European missiles also have problems. Previous attacks on smaller bridges in Crimea show that a British Storm Shadow missile can put a big hole in a bridge’s roadway, but it would take a large salvo of multiple missiles repeatedly hitting weak points on the piers to do permanent damage. Western and Ukrainian officials have not said publicly how many cruise missiles have been transferred to Ukraine this year. Reports, however, suggest that Washington supplied only about 20 ATACMS missiles to Kyiv in the first tranche in October 2023, some of which have already been used in attacks on Russian military targets. Ukraine, therefore, likely does not have enough missiles to carry out the kind of massive, concentrated attack that would be needed to destroy a pier.

Germany’s Taurus cruise missile, designed with a two-stage bunker-busting warhead, may have the greatest chance of fatally damaging one or more bridge piers. The first-stage explosion might weaken outer layers of a pier, foundation, or joint, allowing the second-stage warhead to penetrate deeper and maximize destructiveness. But much to Kyiv’s frustration, Berlin has refused to send the Taurus for fear of Russian counterescalation. These fears are overblown: contrary to expectations at the start of the war, Putin has time and again refrained from escalating beyond conventional attacks on Ukrainian targets. Nor has he launched counterattacks against any of the NATO countries supporting Ukraine. The Ukrainian government and people know full well that Putin would seek revenge if his bridge were destroyed, but they are the ones who would bear the cost of his vengeance. If that is a price they are willing to pay to free Crimea from Russian occupation, they should be given the means to do so.
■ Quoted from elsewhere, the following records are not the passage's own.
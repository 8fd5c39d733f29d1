// src/exec/backend.rs

//! Pluggable executor backend abstraction.
//!
//! The runner hands every rendered [`Action`] to a `Backend` instead of
//! spawning processes itself. This makes it easy to swap in a recording
//! backend in tests (see the `vagrantfab-test-utils` crate) or a collecting
//! one for `--dry-run`, while production uses [`SystemBackend`].

use crate::config::Settings;
use crate::context::ExecutionContext;
use crate::errors::Result;
use crate::exec::ssh::SshTarget;
use crate::exec::{Action, edit, local};

/// Exit status of one action.
#[derive(Debug, Clone, Copy, PartialEq, Eq)]
pub struct ExecOutcome {
    /// Process exit code; -1 when the process was killed by a signal.
    pub exit_code: i32,
}

impl ExecOutcome {
    pub fn success() -> Self {
        Self { exit_code: 0 }
    }

    pub fn failed(exit_code: i32) -> Self {
        Self { exit_code }
    }

    pub fn is_success(&self) -> bool {
        self.exit_code == 0
    }
}

/// Trait abstracting how rendered actions are carried out.
///
/// Calls are strictly sequential: the runner waits for each one before
/// issuing the next. A nonzero [`ExecOutcome`] is turned into a
/// `CommandFailed` error by the runner; `Err` is for failures to even start.
pub trait Backend {
    fn execute(
        &mut self,
        task: &str,
        action: &Action,
        ctx: &ExecutionContext,
    ) -> Result<ExecOutcome>;
}

/// Production backend: `sh -c` locally, `ssh` for the VM, `std::fs` edits.
#[derive(Debug, Clone)]
pub struct SystemBackend {
    ssh: SshTarget,
}

impl SystemBackend {
    pub fn new(ssh: SshTarget) -> Self {
        Self { ssh }
    }

    pub fn from_settings(settings: &Settings) -> Self {
        Self::new(SshTarget::from_settings(&settings.target))
    }
}

impl Backend for SystemBackend {
    fn execute(
        &mut self,
        _task: &str,
        action: &Action,
        _ctx: &ExecutionContext,
    ) -> Result<ExecOutcome> {
        match action {
            Action::Local { command } => local::exec_local(command),
            Action::Remote { user, command } => self.ssh.exec(user, command),
            Action::AppendLines { path, lines } => {
                edit::append_lines(path, lines)?;
                Ok(ExecOutcome::success())
            }
            Action::ReplaceToken {
                path,
                token,
                value,
                seed,
            } => {
                if let Some(seed) = seed {
                    edit::seed_if_missing(path, seed)?;
                }
                edit::replace_token(path, token, value)?;
                Ok(ExecOutcome::success())
            }
        }
    }
}

/// An action together with the task that rendered it.
#[derive(Debug, Clone, PartialEq, Eq)]
pub struct PlannedAction {
    pub task: String,
    pub action: Action,
}

/// Backend that runs nothing and keeps every action it is handed.
///
/// Used for `--dry-run` and for planning.
#[derive(Debug, Clone, Default)]
pub struct CollectingBackend {
    pub actions: Vec<PlannedAction>,
}

impl Backend for CollectingBackend {
    fn execute(
        &mut self,
        task: &str,
        action: &Action,
        _ctx: &ExecutionContext,
    ) -> Result<ExecOutcome> {
        self.actions.push(PlannedAction {
            task: task.to_string(),
            action: action.clone(),
        });
        Ok(ExecOutcome::success())
    }
}
// src/config/validate.rs

use crate::config::model::Settings;
use crate::errors::{FabError, Result};

/// Run basic semantic validation against loaded settings.
///
/// This checks:
/// - `target.user`, `target.path` and `target.host` are non-empty
/// - `target.path` is absolute (it is a path on the VM)
/// - `target.port` is non-zero
///
/// The project name is deliberately not checked: it is substituted into
/// commands verbatim, placeholder token included.
pub fn validate_settings(settings: &Settings) -> Result<()> {
    let target = &settings.target;

    for (field, value) in [
        ("user", &target.user),
        ("path", &target.path),
        ("host", &target.host),
    ] {
        if value.trim().is_empty() {
            return Err(FabError::Config(format!(
                "[target].{field} must not be empty"
            )));
        }
    }

    if !target.path.starts_with('/') {
        return Err(FabError::Config(format!(
            "[target].path must be absolute on the VM (got '{}')",
            target.path
        )));
    }

    if target.port == 0 {
        return Err(FabError::Config(
            "[target].port must be >= 1 (got 0)".to_string(),
        ));
    }

    Ok(())
}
The most reliable way to completely destroy the bridge would be an engineered demolition using explosive charges placed directly on the bridge at critical points, as is done in controlled civil demolitions. But this requires unimpeded access to the bridge, which Ukrainian forces do not have. There can, however, be little doubt that destroying the bridge will be one of the first things Ukrainian engineers will do if they liberate the Crimean Peninsula, ensuring that it can never be used to support Russian aggression again.

GIVE THEM THE TOOLS
Until then, Ukraine must continue to target the bridge with all means available—even if only to temporarily disable it—to disrupt road and rail traffic. ATACMS missiles with unitary warheads could allow Ukraine to regularly strike the more vulnerable spans of the bridge, compelling security and repair crews to be present and vigilant and adding to Russia’s logistical burden. Although they would not permanently sever this crucial supply line, such attacks would dilute the strategic advantage Russia’s war machine derives from its occupation of the peninsula. The more missiles Ukraine is given to disrupt the Russian lifeline over the Kerch Strait, the faster it can degrade Russian defenses and set the conditions for future offensive gains.

It is evident that Russia is worried about this risk. Recent reports in The Washington Post reveal that Moscow has been in secret talks with China to explore the feasibility of digging a tunnel under the Kerch Strait. Such a project would be expensive, technically difficult, and dangerous because of the seismic activity in the region. It would also take years to complete, should Moscow and Beijing attempt such folly. But in the meantime, the United States can—and should—do more to supply Ukraine with the weapons necessary to severely undermine Russian military operations in Crimea.

Just as important, Washington should intensify its diplomatic efforts to convince the German government to provide Ukraine with Taurus missiles. Although the Biden administration’s request for more aid to Ukraine may be stalled by budgetary gridlock in the U.S. Congress, there is no reason why the president and his administration should not pull every lever of influence to coax Germany and other NATO allies to step up their support of Ukraine at this critical moment.

Many Western leaders proclaim that they will support Ukraine’s war effort for as long as it takes. This is a flawed conception of victory. Instead, they must do whatever it takes to help Ukraine defeat Russia as quickly as possible. Disabling the Crimean bridge, although a tall order, is within reach if Kyiv is given the right tools for the job.